Global deaths exceed one million

Experts fear the death toll will double before a vaccine is ready

More than 1 million people have died from the coronavirus worldwide, marking another milestone in the short but devastating history of the pandemic.

The death toll from the coronavirus, which causes covid-19, now stands at 1,000,555, according to data from Johns Hopkins University.

The grim figure has been reached in less than nine months since Chinese authorities confirmed the first death from the coronavirus in the city of Wuhan.

Since then, the virus has disrupted the daily lives of billions of people around the world and caused widespread economic damage. More than 33 million cases have been confirmed worldwide, and outbreaks continue to affect many countries.
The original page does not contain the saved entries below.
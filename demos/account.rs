use std::io;

use zensend::{ApiKey, ZenSendClient};

#[tokio::main]
async fn main() -> Result<(), Box<dyn std::error::Error>> {
    let api_key = std::env::var("ZENSEND_API_KEY").map_err(|_| {
        io::Error::new(
            io::ErrorKind::InvalidInput,
            "ZENSEND_API_KEY environment variable is required",
        )
    })?;

    let client = ZenSendClient::new(ApiKey::new(api_key)?);

    let balance = client.check_balance().await?;
    println!("balance: {balance}p");

    for (country, price) in client.get_prices().await? {
        println!("{country}: {price}p");
    }

    Ok(())
}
Europe, which became the second epicenter of the virus after China, imposed widespread restrictions on the movements of people in the spring in an effort to slow its spread. While the measures had some success, several countries that were badly affected early on, such as France, Spain and the UK, are now struggling to stem a second wave.

The United States, with more than 7 million cases and more than 205,000 deaths, according to data from Johns Hopkins University, has been the most affected country overall.

President Donald Trump is seen as having mishandled the federal response to the pandemic and, despite the country’s wealth and advanced health care systems, has struggled to control infections. Now some experts fear that Trump could pressure scientists to authorize or approve a COVID-19 vaccine without a full formal review process for political gain.

Trump has repeatedly defended his handling of the pandemic. But he and the White House have been widely criticized for disobeying government guidelines designed to limit transmission of Covid-19, including social distancing and wearing a mask.